There is no denying that having security cameras at your premises provides that extra layer of security against criminals or anyone carrying out illegal activities. Since these previously isolated cameras are now increasingly connected, they’re more vulnerable than ever to outside hacks, making these devices that are built to ensure security become a potential liability for organisations.
Recently, a group of hackers say that they breached the video security company, Verkada and gained access to 150,000 security cameras installed in schools, hospitals and businesses – and is currently being investigated by the firm that makes them.
This incident has affected several huge companies like carmaker, Tesla and software provider, Cloudflare. According to Cloudflare, it had been alerted that the Verkada security camera system that monitors the main entry points and main thoroughfares in Cloudflare’s offices worldwide may have been compromised.
The hackers were also able to get a live feed from prisons, psychiatric hospitals, clinics and even the office of Verkada itself. Some of the cameras are able to identify and categorise people captured on the footage with facial recognition technology. The hackers also mentioned that they had access to all of the video archive of Verkada’s customers.
So, who was responsible for this? It was actually carried out by an international hacker collective and one of the members of the group, Tille Kottmann, claimed credit for hacking into Verkada’s systems. He mentioned that the reason for the hacking was due to “lots of curiosity, fighting for freedom of information and against intellectual property, a huge dose of anti-capitalism, a hint of anarchism - and it’s also just too much fun not to do it”.

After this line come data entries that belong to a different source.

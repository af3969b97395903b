//! linkmgrd - declarative VLAN / L2TPv3 interface reconciler
//!
//! linkmgrd converges one named network interface instance against its
//! desired configuration:
//! - Extracts the desired (or, for deletions, last-applied) record from
//!   the configuration tree
//! - Validates the record before any OS mutation is attempted
//! - Plans an ordered operation sequence against the live interface set
//!   (children before parents, destroy before recreate, attributes before
//!   admin-up)
//! - Applies the plan idempotently through the `ip` command family

pub mod apply;
pub mod commands;
pub mod extract;
pub mod link_mgr;
pub mod modules;
pub mod paths;
pub mod plan;
pub mod types;
pub mod validate;

pub use apply::Applier;
pub use link_mgr::LinkMgr;
pub use plan::{plan, Operation};
pub use types::{InterfaceRecord, KindParams};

In what looks to be a sophisticated attack, the successful hack attempt was actually rather simple – and what’s worrying is how easily they were able to carry out the deed. They gained access to Verkada through the “super admin” account, which provided them with the capability to browse through the live feed of its customers’ cameras. According to Kottmann, they found the username and password of the administrator account through the internet, which was exposed publicly. A Verkada spokesperson told the BBC that they’ve since disabled all internal administrator accounts to prevent any unauthorised access.
CSA reached out to Tim Mackey, Principal Security Strategist, Synopsys Software Integrity Group to get his comment and he believes that there is always the potential for unauthorised access whenever you deploy an internet-connected device.
“In the case of the compromise of Verkada cameras, attackers were able to access administrative credentials for a significant portion of the Verkada camera network. That Verkada were able to revoke the attacker’s access as one form of remediation doesn’t imply that remote monitoring was disabled – only that the previous credentials were invalidated. It also doesn’t imply that the attackers weren’t able to change the software configurations within the camera or even potentially install other software”, added Tim.
This incident raises the question of the ongoing issue of bad configurations or weak passwords that leave the door open for attackers to take advantage and gain access to highly critical systems. Acronis Co-Founder & Technology President, Stas Protassov, also shared his perspective on the matter, “I’m not surprised this happened – unauthorised access incidents have been an issue for years, it’s sad to see that the awareness is still low”.
Now, how can companies/people protect themselves from such attacks? “They must secure the configuration, restrict access where it must be restricted, remove default accounts and use strong passwords. They also have to update frequently, monitor access logs and separate devices from the rest of the network whenever possible”.
“As for the public service structures, such as police departments, they could be prohibited by local government from using cloud-based solutions for such purposes”, said Stas.